The specific purpose of this project is to support STG's investigation into
the problem of "semantic heterogeneity" across Extensible Markup Language
(XML) Document Type Definitions (DTDs) and XML schemas, focusing
particularly on schemas for "extended" OEB electronic books.
Elements and attributes in different XML document schemas typically have
related -- but also possibly different -- "meanings". At the
present time however there is no way at all to represent
these relationships in a formal machine-processible way.
That is, there is no way to say, for instance, that two
element types from different schemas are exact equivalents
(e.g., <xx:h1> and <yy:heading1>), or that a
combination of two or more elements from one schema is
a more detailed treatment of a feature represented by one
element in another schema (e.g., <xx:firstname> and
<xx:lastname>, vs. <yy:name>), or that an
element from one schema is more specific than an element in another (e.g.,
<xx:person_name> vs. <yy:name>. Even more
challenging, we have no way to say that two elements have
some sort of partial equivalence, i.e. that they are similar
in certain respects although perhaps neither
identical nor related in any of the specific ways
described above (compare <xx:chapter> and
<yy:division> for instance).
These problems currently present very serious practical obstacles to
high-performance interoperable electronic publishing in general, and
eBook publishing in particular. The
successful development of tools and techniques -- for
information retrieval, navigation, viewing, rendering -- all
require some common representation of data for their
effective use. Without a common representation across
diverse XML schemas software developers are forced to make an
unfortunate choice between either low functionality on the
one hand, or low interoperability on the other. This is
particularly troubling given the increasing importance of
diverse specialized and domain-specific XML schemas used in
extended OEB electronic books.
As noted above there is currently no principled way to compare and relate XML
schemas and their component elements and attributes, and,
therefore, no way to express their semantic relationships in
a formal machine-processible language. Ultimately the
issues here are very deep: we have no good theory of "markup
semantics" and even our empirical knowledge of actual
practices is slight.
Nevertheless some useful practical measures should be within reach.

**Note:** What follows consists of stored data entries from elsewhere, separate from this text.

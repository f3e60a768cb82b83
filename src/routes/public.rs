use actix_web::{Responder, get, post, web};
use actix_web_flash_messages::{FlashMessage, IncomingFlashMessages};
use serde::Deserialize;
use tera::Tera;

use crate::domain::types::ProjectId;
use crate::forms::messages::ContactForm;
use crate::forms::reviews::ReviewForm;
use crate::models::config::ServerConfig;
use crate::repository::PortfolioStore;
use crate::routes::{base_context, flash_error, redirect, render_error, render_template};
use crate::services::portfolio::{
    show_portfolio as show_portfolio_service,
    show_project_detail as show_project_detail_service,
};
use crate::services::messages::submit_message as submit_message_service;
use crate::services::reviews::{
    show_approved_reviews as show_approved_reviews_service,
    submit_review as submit_review_service,
};

#[derive(Deserialize)]
struct PortfolioQueryParams {
    category: Option<String>,
}

#[get("/")]
pub async fn index(
    params: web::Query<PortfolioQueryParams>,
    flash_messages: IncomingFlashMessages,
    repo: web::Data<dyn PortfolioStore>,
    server_config: web::Data<ServerConfig>,
    tera: web::Data<Tera>,
) -> impl Responder {
    let mut context = base_context(
        &flash_messages,
        false,
        "portfolio",
        server_config.alert_dismiss_seconds,
    );

    match show_portfolio_service(params.category.as_deref(), repo.get_ref()) {
        Ok(portfolio) => {
            context.insert("portfolio", &portfolio);
            render_template(&tera, "public/index.html", &context)
        }
        Err(err) => render_error(&tera, context, &err, "Category not found."),
    }
}

#[get("/projects/{project_id}")]
pub async fn show_project(
    project_id: web::Path<String>,
    flash_messages: IncomingFlashMessages,
    repo: web::Data<dyn PortfolioStore>,
    server_config: web::Data<ServerConfig>,
    tera: web::Data<Tera>,
) -> impl Responder {
    let mut context = base_context(
        &flash_messages,
        false,
        "portfolio",
        server_config.alert_dismiss_seconds,
    );

    let result = ProjectId::new(project_id.into_inner())
        .map_err(Into::into)
        .and_then(|id| show_project_detail_service(&id, repo.get_ref()));

    match result {
        Ok(project) => {
            context.insert("project", &project);
            render_template(&tera, "public/project.html", &context)
        }
        Err(err) => render_error(&tera, context, &err, "Project not found."),
    }
}

#[get("/reviews")]
pub async fn show_reviews(
    flash_messages: IncomingFlashMessages,
    repo: web::Data<dyn PortfolioStore>,
    server_config: web::Data<ServerConfig>,
    tera: web::Data<Tera>,
) -> impl Responder {
    let mut context = base_context(
        &flash_messages,
        false,
        "reviews",
        server_config.alert_dismiss_seconds,
    );

    match show_approved_reviews_service(repo.get_ref()) {
        Ok(summary) => {
            context.insert("summary", &summary);
            render_template(&tera, "public/reviews.html", &context)
        }
        Err(err) => render_error(&tera, context, &err, "Reviews not found."),
    }
}

#[post("/reviews")]
pub async fn submit_review(
    repo: web::Data<dyn PortfolioStore>,
    web::Form(form): web::Form<ReviewForm>,
) -> impl Responder {
    match submit_review_service(form, repo.get_ref()) {
        Ok(()) => FlashMessage::success("Thank you! Your review will appear once approved.").send(),
        Err(err) => flash_error(&err, "Review not found."),
    }

    redirect("/reviews")
}

#[get("/contact")]
pub async fn show_contact(
    flash_messages: IncomingFlashMessages,
    server_config: web::Data<ServerConfig>,
    tera: web::Data<Tera>,
) -> impl Responder {
    let context = base_context(
        &flash_messages,
        false,
        "contact",
        server_config.alert_dismiss_seconds,
    );
    render_template(&tera, "public/contact.html", &context)
}

#[post("/contact")]
pub async fn submit_contact(
    repo: web::Data<dyn PortfolioStore>,
    web::Form(form): web::Form<ContactForm>,
) -> impl Responder {
    match submit_message_service(form, repo.get_ref()) {
        Ok(()) => FlashMessage::success("Message sent. I will get back to you soon.").send(),
        Err(err) => flash_error(&err, "Message not found."),
    }

    redirect("/contact")
}
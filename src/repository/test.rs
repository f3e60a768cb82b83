use std::cell::{Cell, RefCell};
use std::cmp::Ordering;

use crate::domain::category::{Category, NewCategory};
use crate::domain::message::{Message, NewMessage};
use crate::domain::project::{
    Media, NewMedia, NewProject, Project, ProjectChanges, attach_media,
};
use crate::domain::review::{NewReview, Review};
use crate::domain::types::{
    CategoryId, CategoryName, MediaId, MessageId, ProjectId, ProjectTitle, ReviewId,
    ReviewStatus, Sequence,
};
use crate::ordering::{SequenceUpdate, apply_with_rollback};
use crate::repository::errors::{RepositoryError, RepositoryResult};
use crate::repository::{
    CategoryReader, CategoryWriter, MessageListQuery, MessageReader, MessageWriter,
    ProjectListQuery, ProjectReader, ProjectWriter, ReviewListQuery, ReviewReader, ReviewWriter,
};

/// Simple in-memory repository used for unit tests.
///
/// Sequence batches are applied one write at a time with rollback, like the
/// document adapter, so individual writes can be failed on purpose.
#[derive(Default)]
pub struct TestRepository {
    categories: RefCell<Vec<Category>>,
    projects: RefCell<Vec<Project>>,
    messages: RefCell<Vec<Message>>,
    reviews: RefCell<Vec<Review>>,
    unavailable: Cell<bool>,
    failing_writes: Cell<bool>,
    failing_sequence_writes: RefCell<Vec<usize>>,
    sequence_writes: Cell<usize>,
    write_calls: Cell<usize>,
}

impl TestRepository {
    pub fn new() -> Self {
        Self::default()
    }

    pub fn with_categories(self, categories: Vec<Category>) -> Self {
        self.categories.replace(categories);
        self
    }

    pub fn with_projects(self, projects: Vec<Project>) -> Self {
        self.projects.replace(projects);
        self
    }

    pub fn with_messages(self, messages: Vec<Message>) -> Self {
        self.messages.replace(messages);
        self
    }

    pub fn with_reviews(self, reviews: Vec<Review>) -> Self {
        self.reviews.replace(reviews);
        self
    }

    /// Every call fails with [`RepositoryError::Unavailable`].
    pub fn set_unavailable(&self, unavailable: bool) {
        self.unavailable.set(unavailable);
    }

    /// Writer calls fail with [`RepositoryError::Unavailable`]; reads work.
    pub fn set_failing_writes(&self, failing: bool) {
        self.failing_writes.set(failing);
    }

    /// Fails the individual sequence writes with these zero-based indices,
    /// counted across every batch including rollback writes.
    pub fn fail_sequence_writes(&self, indices: &[usize]) {
        self.failing_sequence_writes.replace(indices.to_vec());
    }

    pub fn sequence_writes(&self) -> usize {
        self.sequence_writes.get()
    }

    pub fn write_calls(&self) -> usize {
        self.write_calls.get()
    }

    pub fn categories(&self) -> Vec<Category> {
        self.categories.borrow().clone()
    }

    pub fn projects(&self) -> Vec<Project> {
        self.projects.borrow().clone()
    }

    pub fn messages(&self) -> Vec<Message> {
        self.messages.borrow().clone()
    }

    pub fn reviews(&self) -> Vec<Review> {
        self.reviews.borrow().clone()
    }

    fn check_read(&self) -> RepositoryResult<()> {
        if self.unavailable.get() {
            return Err(RepositoryError::Unavailable("test store offline".into()));
        }
        Ok(())
    }

    fn check_write(&self) -> RepositoryResult<()> {
        self.write_calls.set(self.write_calls.get() + 1);
        if self.unavailable.get() || self.failing_writes.get() {
            return Err(RepositoryError::Unavailable("test store rejected write".into()));
        }
        Ok(())
    }

    fn sequence_write(&self) -> RepositoryResult<()> {
        let index = self.sequence_writes.get();
        self.sequence_writes.set(index + 1);
        if self.failing_sequence_writes.borrow().contains(&index) {
            return Err(RepositoryError::Unavailable(format!(
                "sequence write {index} failed"
            )));
        }
        Ok(())
    }
}

fn count(found: bool) -> usize {
    usize::from(found)
}

impl CategoryReader for TestRepository {
    fn list_categories(&self) -> RepositoryResult<Vec<Category>> {
        self.check_read()?;
        let mut items = self.categories();
        items.sort_by(|a, b| {
            a.sequence
                .cmp(&b.sequence)
                .then_with(|| a.created_at.cmp(&b.created_at))
        });
        Ok(items)
    }

    fn get_category_by_id(&self, id: &CategoryId) -> RepositoryResult<Option<Category>> {
        self.check_read()?;
        Ok(self.categories.borrow().iter().find(|c| &c.id == id).cloned())
    }
}

impl CategoryWriter for TestRepository {
    fn create_category(
        &self,
        category: &NewCategory,
        sequence: Sequence,
    ) -> RepositoryResult<Category> {
        self.check_write()?;
        let category = category.clone().into_category(CategoryId::generate(), sequence);
        self.categories.borrow_mut().push(category.clone());
        Ok(category)
    }

    fn rename_category(&self, id: &CategoryId, name: &CategoryName) -> RepositoryResult<usize> {
        self.check_write()?;
        let mut categories = self.categories.borrow_mut();
        let category = categories.iter_mut().find(|c| &c.id == id);
        let found = category.is_some();
        if let Some(category) = category {
            category.name = name.clone();
        }
        Ok(count(found))
    }

    fn set_category_sequences(
        &self,
        updates: &[SequenceUpdate<CategoryId>],
    ) -> RepositoryResult<()> {
        self.check_write()?;
        apply_with_rollback(updates, |id, sequence| {
            self.sequence_write()?;
            let mut categories = self.categories.borrow_mut();
            let category = categories
                .iter_mut()
                .find(|c| &c.id == id)
                .ok_or(RepositoryError::NotFound)?;
            category.sequence = sequence;
            Ok(())
        })
    }

    fn delete_category(&self, id: &CategoryId) -> RepositoryResult<usize> {
        self.check_write()?;
        let mut categories = self.categories.borrow_mut();
        let before = categories.len();
        categories.retain(|c| &c.id != id);
        Ok(before - categories.len())
    }
}

fn compare_projects(a: &Project, b: &Project) -> Ordering {
    match (a.sequence, b.sequence) {
        (Some(a_seq), Some(b_seq)) => b_seq.cmp(&a_seq),
        (Some(_), None) => Ordering::Less,
        (None, Some(_)) => Ordering::Greater,
        (None, None) => Ordering::Equal,
    }
    .then_with(|| b.created_at.cmp(&a.created_at))
}

impl ProjectReader for TestRepository {
    fn list_projects(&self, query: ProjectListQuery) -> RepositoryResult<Vec<Project>> {
        self.check_read()?;
        let mut items = self.projects();
        if let Some(category_id) = query.category_id {
            items.retain(|p| p.category_id.as_ref() == Some(&category_id));
        }
        items.sort_by(compare_projects);
        Ok(items)
    }

    fn get_project_by_id(&self, id: &ProjectId) -> RepositoryResult<Option<Project>> {
        self.check_read()?;
        Ok(self.projects.borrow().iter().find(|p| &p.id == id).cloned())
    }
}

impl ProjectWriter for TestRepository {
    fn create_project(
        &self,
        project: &NewProject,
        sequence: Sequence,
    ) -> RepositoryResult<Project> {
        self.check_write()?;
        let project = project.clone().into_project(ProjectId::generate(), sequence);
        self.projects.borrow_mut().push(project.clone());
        Ok(project)
    }

    fn update_project(
        &self,
        id: &ProjectId,
        changes: &ProjectChanges,
    ) -> RepositoryResult<usize> {
        self.check_write()?;
        let mut projects = self.projects.borrow_mut();
        let Some(project) = projects.iter_mut().find(|p| &p.id == id) else {
            return Ok(0);
        };
        project.title = changes.title.clone();
        project.description = changes.description.clone();
        project.category_id = changes.category_id.clone();
        project.technologies = changes.technologies.clone();
        project.updated_at = changes.updated_at;
        Ok(1)
    }

    fn rename_project(&self, id: &ProjectId, title: &ProjectTitle) -> RepositoryResult<usize> {
        self.check_write()?;
        let mut projects = self.projects.borrow_mut();
        let project = projects.iter_mut().find(|p| &p.id == id);
        let found = project.is_some();
        if let Some(project) = project {
            project.title = title.clone();
        }
        Ok(count(found))
    }

    fn set_project_sequences(
        &self,
        updates: &[SequenceUpdate<ProjectId>],
    ) -> RepositoryResult<()> {
        self.check_write()?;
        apply_with_rollback(updates, |id, sequence| {
            self.sequence_write()?;
            let mut projects = self.projects.borrow_mut();
            let project = projects
                .iter_mut()
                .find(|p| &p.id == id)
                .ok_or(RepositoryError::NotFound)?;
            project.sequence = Some(sequence);
            Ok(())
        })
    }

    fn add_project_media(
        &self,
        project_id: &ProjectId,
        media: &[NewMedia],
    ) -> RepositoryResult<Vec<Media>> {
        self.check_write()?;
        let mut projects = self.projects.borrow_mut();
        let project = projects
            .iter_mut()
            .find(|p| &p.id == project_id)
            .ok_or(RepositoryError::NotFound)?;
        let attached = attach_media(project_id, media.to_vec(), project.next_media_sequence());
        project.media.extend(attached.iter().cloned());
        Ok(attached)
    }

    fn delete_project_media(
        &self,
        project_id: &ProjectId,
        media_id: &MediaId,
    ) -> RepositoryResult<usize> {
        self.check_write()?;
        let mut projects = self.projects.borrow_mut();
        let Some(project) = projects.iter_mut().find(|p| &p.id == project_id) else {
            return Ok(0);
        };
        let before = project.media.len();
        project.media.retain(|m| &m.id != media_id);
        Ok(before - project.media.len())
    }

    fn delete_project(&self, id: &ProjectId) -> RepositoryResult<usize> {
        self.check_write()?;
        let mut projects = self.projects.borrow_mut();
        let before = projects.len();
        projects.retain(|p| &p.id != id);
        Ok(before - projects.len())
    }
}

impl MessageReader for TestRepository {
    fn list_messages(&self, query: MessageListQuery) -> RepositoryResult<Vec<Message>> {
        self.check_read()?;
        let mut items = self.messages();
        if let Some(read) = query.read {
            items.retain(|m| m.read == read);
        }
        items.sort_by(|a, b| b.created_at.cmp(&a.created_at));
        Ok(items)
    }

    fn get_message_by_id(&self, id: &MessageId) -> RepositoryResult<Option<Message>> {
        self.check_read()?;
        Ok(self.messages.borrow().iter().find(|m| &m.id == id).cloned())
    }
}

impl MessageWriter for TestRepository {
    fn create_message(&self, message: &NewMessage) -> RepositoryResult<Message> {
        self.check_write()?;
        let message = message.clone().into_message(MessageId::generate());
        self.messages.borrow_mut().push(message.clone());
        Ok(message)
    }

    fn set_message_read(&self, id: &MessageId, read: bool) -> RepositoryResult<usize> {
        self.check_write()?;
        let mut messages = self.messages.borrow_mut();
        let message = messages.iter_mut().find(|m| &m.id == id);
        let found = message.is_some();
        if let Some(message) = message {
            message.read = read;
        }
        Ok(count(found))
    }

    fn delete_message(&self, id: &MessageId) -> RepositoryResult<usize> {
        self.check_write()?;
        let mut messages = self.messages.borrow_mut();
        let before = messages.len();
        messages.retain(|m| &m.id != id);
        Ok(before - messages.len())
    }
}

impl ReviewReader for TestRepository {
    fn list_reviews(&self, query: ReviewListQuery) -> RepositoryResult<Vec<Review>> {
        self.check_read()?;
        let mut items = self.reviews();
        if let Some(status) = query.status {
            items.retain(|r| r.status == status);
        }
        items.sort_by(|a, b| b.created_at.cmp(&a.created_at));
        Ok(items)
    }

    fn get_review_by_id(&self, id: &ReviewId) -> RepositoryResult<Option<Review>> {
        self.check_read()?;
        Ok(self.reviews.borrow().iter().find(|r| &r.id == id).cloned())
    }
}

impl ReviewWriter for TestRepository {
    fn create_review(&self, review: &NewReview) -> RepositoryResult<Review> {
        self.check_write()?;
        let review = review.clone().into_review(ReviewId::generate());
        self.reviews.borrow_mut().push(review.clone());
        Ok(review)
    }

    fn set_review_status(&self, id: &ReviewId, status: ReviewStatus) -> RepositoryResult<usize> {
        self.check_write()?;
        let mut reviews = self.reviews.borrow_mut();
        let review = reviews.iter_mut().find(|r| &r.id == id);
        let found = review.is_some();
        if let Some(review) = review {
            review.status = status;
        }
        Ok(count(found))
    }

    fn delete_review(&self, id: &ReviewId) -> RepositoryResult<usize> {
        self.check_write()?;
        let mut reviews = self.reviews.borrow_mut();
        let before = reviews.len();
        reviews.retain(|r| &r.id != id);
        Ok(before - reviews.len())
    }
}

This particular grant funds the addition of data collection features to STG's
XHub project and begin working with our industry partners to
systematically study the problems of semantic heterogeneity
raised by XML documents, and to develop and apply technology
for addressing this problem. XHub provides a publicly
available infrastructure for systematically converting
documents among diverse tag-sets. Instrumentation for
collecting and analyzing data about the structural nature of
the syntactic transformations involved in these conversions
will be a valuable source of practical insights into
perceived semantic relationships, and, in addition, help
create a testbed for evaluating emerging methodologies for
managing semantic interoperability.
Lead investigators are Allen
Renear and Steve
DeRose. For more information contact Allen Renear
(Allen_Renear@Brown.Edu or 401 863-7312).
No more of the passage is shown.